***** DATA UNDER STUDY *****

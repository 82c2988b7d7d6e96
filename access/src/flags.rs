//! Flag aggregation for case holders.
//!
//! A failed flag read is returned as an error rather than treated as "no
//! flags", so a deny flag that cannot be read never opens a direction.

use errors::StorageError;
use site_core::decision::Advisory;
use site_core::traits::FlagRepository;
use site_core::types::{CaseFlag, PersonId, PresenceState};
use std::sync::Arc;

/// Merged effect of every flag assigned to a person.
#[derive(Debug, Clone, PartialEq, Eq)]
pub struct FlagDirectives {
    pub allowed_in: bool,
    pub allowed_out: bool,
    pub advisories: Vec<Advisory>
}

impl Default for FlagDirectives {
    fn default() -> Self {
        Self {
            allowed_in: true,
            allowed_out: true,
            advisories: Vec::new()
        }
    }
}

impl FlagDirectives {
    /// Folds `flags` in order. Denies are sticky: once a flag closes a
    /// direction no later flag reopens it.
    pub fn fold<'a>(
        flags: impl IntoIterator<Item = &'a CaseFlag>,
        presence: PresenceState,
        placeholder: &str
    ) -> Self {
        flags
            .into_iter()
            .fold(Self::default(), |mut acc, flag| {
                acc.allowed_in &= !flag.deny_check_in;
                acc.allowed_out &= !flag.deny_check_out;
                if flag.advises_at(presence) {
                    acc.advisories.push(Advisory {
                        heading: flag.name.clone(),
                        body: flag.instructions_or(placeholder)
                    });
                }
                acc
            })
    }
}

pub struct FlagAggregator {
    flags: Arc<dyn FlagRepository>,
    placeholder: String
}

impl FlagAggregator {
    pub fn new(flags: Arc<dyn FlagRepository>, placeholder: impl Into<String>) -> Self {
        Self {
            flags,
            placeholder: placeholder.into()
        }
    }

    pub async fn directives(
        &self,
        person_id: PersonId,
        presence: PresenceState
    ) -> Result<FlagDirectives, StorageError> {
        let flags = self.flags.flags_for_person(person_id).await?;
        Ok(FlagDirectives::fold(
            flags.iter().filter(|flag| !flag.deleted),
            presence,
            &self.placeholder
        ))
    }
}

*****
***** DATA UNDER STUDY *****

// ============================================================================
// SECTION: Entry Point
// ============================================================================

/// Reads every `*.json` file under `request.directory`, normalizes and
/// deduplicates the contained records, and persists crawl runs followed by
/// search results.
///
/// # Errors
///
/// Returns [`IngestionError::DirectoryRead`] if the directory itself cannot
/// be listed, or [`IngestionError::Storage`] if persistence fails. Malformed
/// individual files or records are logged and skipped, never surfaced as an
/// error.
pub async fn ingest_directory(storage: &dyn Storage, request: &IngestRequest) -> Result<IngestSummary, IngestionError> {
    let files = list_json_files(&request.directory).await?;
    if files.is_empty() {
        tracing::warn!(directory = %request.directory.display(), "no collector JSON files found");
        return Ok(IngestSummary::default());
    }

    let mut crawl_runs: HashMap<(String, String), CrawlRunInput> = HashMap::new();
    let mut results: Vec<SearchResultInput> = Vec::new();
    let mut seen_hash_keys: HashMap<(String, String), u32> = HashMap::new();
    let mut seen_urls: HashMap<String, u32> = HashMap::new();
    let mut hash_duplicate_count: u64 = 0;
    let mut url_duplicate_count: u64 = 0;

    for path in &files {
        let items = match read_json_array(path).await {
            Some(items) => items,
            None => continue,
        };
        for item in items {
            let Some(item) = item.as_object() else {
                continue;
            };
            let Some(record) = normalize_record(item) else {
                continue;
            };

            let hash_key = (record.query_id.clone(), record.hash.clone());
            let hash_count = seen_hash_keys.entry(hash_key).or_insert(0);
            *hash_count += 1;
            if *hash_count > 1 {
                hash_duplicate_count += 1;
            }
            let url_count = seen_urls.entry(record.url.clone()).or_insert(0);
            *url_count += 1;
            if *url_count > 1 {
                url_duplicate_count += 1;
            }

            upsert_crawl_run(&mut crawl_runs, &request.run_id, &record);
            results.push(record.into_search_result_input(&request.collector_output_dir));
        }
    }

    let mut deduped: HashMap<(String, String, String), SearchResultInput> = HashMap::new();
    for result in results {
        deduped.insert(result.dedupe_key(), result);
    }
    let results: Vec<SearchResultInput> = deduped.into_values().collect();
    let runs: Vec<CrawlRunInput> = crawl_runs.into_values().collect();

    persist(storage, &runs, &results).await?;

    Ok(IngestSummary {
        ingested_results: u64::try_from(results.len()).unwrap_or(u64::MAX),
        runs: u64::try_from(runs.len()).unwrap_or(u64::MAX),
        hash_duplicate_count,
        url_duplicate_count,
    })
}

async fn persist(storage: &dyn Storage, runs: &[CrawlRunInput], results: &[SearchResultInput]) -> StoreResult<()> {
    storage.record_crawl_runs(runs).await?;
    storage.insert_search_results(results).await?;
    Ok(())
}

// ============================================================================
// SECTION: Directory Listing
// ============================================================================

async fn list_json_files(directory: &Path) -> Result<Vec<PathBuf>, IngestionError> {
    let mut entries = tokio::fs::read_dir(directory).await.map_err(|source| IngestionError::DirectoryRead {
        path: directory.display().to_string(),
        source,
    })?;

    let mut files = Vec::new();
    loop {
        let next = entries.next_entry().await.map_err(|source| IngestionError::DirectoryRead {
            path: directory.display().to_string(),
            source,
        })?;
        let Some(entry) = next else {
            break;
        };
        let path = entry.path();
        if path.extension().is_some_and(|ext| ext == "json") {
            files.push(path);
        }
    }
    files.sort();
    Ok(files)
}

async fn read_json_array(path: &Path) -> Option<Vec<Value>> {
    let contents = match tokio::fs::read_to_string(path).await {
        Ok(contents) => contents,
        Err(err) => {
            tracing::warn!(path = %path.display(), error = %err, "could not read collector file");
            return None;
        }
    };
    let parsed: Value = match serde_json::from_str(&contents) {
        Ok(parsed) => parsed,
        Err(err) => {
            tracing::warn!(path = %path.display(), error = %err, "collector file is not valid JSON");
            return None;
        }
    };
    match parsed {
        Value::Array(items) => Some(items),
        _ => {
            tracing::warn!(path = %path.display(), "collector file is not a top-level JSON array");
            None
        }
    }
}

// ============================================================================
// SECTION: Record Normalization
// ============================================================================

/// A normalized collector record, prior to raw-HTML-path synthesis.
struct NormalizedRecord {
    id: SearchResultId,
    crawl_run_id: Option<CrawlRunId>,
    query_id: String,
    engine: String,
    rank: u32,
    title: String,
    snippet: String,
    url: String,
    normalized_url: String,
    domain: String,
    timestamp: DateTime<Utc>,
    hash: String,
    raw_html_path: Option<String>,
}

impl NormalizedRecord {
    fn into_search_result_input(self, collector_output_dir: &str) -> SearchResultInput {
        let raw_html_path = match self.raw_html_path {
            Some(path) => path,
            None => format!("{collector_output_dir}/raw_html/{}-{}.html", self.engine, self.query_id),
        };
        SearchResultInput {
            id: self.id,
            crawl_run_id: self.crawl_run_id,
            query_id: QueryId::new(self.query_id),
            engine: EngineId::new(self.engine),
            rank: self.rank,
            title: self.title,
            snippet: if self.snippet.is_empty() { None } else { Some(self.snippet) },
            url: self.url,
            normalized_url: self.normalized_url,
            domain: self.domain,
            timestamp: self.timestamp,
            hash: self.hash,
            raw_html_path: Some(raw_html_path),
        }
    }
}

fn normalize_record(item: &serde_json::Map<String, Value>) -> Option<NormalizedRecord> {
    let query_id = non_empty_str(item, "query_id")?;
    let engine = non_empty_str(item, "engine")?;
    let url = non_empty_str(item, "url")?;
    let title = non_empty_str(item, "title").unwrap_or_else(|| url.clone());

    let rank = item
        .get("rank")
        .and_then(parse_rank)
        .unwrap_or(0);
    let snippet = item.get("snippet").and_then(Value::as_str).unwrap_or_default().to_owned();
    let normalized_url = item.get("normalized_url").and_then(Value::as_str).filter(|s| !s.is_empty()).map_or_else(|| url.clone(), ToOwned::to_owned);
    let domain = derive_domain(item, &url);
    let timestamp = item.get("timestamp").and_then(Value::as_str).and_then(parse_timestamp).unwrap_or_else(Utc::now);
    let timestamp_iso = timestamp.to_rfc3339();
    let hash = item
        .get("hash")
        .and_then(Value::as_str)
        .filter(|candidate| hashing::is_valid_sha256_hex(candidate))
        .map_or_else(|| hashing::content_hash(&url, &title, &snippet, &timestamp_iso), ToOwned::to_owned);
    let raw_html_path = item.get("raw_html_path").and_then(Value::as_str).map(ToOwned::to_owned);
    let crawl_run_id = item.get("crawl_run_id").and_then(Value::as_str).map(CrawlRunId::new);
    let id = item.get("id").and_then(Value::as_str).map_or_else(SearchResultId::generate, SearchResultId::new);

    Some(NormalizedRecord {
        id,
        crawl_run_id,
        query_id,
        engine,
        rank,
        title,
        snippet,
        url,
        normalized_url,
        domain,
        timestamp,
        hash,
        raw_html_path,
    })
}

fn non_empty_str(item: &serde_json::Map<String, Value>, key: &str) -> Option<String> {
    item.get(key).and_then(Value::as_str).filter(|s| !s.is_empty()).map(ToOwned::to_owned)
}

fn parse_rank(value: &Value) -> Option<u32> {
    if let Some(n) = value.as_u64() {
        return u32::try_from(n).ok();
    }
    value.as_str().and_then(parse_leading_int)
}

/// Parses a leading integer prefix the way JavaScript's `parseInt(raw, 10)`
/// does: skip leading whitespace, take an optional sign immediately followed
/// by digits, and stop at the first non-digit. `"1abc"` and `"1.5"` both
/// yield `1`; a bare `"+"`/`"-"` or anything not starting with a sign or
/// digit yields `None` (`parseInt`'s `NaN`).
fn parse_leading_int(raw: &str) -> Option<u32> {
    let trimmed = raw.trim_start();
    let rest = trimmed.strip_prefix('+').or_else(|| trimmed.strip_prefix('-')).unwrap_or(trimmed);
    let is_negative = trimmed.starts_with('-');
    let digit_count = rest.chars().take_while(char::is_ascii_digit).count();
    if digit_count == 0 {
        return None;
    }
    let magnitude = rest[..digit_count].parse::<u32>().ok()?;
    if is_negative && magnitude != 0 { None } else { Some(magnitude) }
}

*****
***** DATA UNDER STUDY *****

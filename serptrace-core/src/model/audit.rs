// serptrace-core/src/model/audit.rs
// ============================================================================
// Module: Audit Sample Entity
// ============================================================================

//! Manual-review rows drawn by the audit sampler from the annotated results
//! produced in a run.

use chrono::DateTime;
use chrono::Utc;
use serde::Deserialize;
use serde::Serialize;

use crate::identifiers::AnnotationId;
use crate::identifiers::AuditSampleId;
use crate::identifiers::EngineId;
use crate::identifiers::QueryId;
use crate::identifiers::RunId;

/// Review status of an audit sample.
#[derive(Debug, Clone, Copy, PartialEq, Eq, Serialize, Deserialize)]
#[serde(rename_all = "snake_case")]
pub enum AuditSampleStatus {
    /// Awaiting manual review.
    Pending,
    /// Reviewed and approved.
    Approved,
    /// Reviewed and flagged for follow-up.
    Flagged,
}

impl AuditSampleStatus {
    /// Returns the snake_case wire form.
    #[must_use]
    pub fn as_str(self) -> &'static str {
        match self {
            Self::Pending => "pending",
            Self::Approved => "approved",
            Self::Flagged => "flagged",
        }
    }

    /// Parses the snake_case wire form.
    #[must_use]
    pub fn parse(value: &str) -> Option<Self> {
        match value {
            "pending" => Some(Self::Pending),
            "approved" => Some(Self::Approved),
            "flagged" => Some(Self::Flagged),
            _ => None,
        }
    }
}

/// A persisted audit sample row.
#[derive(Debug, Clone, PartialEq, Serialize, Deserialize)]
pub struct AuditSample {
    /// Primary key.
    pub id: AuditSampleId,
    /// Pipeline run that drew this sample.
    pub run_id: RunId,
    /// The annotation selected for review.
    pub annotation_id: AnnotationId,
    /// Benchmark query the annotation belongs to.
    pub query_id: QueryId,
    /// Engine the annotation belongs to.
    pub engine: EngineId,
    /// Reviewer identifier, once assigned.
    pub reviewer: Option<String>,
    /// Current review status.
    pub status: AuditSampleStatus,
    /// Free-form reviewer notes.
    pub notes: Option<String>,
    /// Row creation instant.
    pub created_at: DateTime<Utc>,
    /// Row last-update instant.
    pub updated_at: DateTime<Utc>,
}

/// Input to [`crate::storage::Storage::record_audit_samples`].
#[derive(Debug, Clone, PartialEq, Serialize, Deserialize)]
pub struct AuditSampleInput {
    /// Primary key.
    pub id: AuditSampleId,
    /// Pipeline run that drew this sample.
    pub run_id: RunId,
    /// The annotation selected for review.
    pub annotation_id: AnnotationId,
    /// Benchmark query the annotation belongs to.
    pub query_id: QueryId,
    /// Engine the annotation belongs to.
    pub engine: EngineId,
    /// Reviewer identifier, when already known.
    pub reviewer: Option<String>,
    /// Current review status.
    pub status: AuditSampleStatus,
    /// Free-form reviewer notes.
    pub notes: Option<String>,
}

*****

The lines above from the one containing "with a sign or" through the one containing "let is_negative = trimmed.starts_with('-');" are to be set down exactly, and no others.

RESULT FOR THIS TASK:
/// yield `1`; a bare `"+"`/`"-"` or anything not starting with a sign or
/// digit yields `None` (`parseInt`'s `NaN`).
fn parse_leading_int(raw: &str) -> Option<u32> {
    let trimmed = raw.trim_start();
    let rest = trimmed.strip_prefix('+').or_else(|| trimmed.strip_prefix('-')).unwrap_or(trimmed);
    let is_negative = trimmed.starts_with('-');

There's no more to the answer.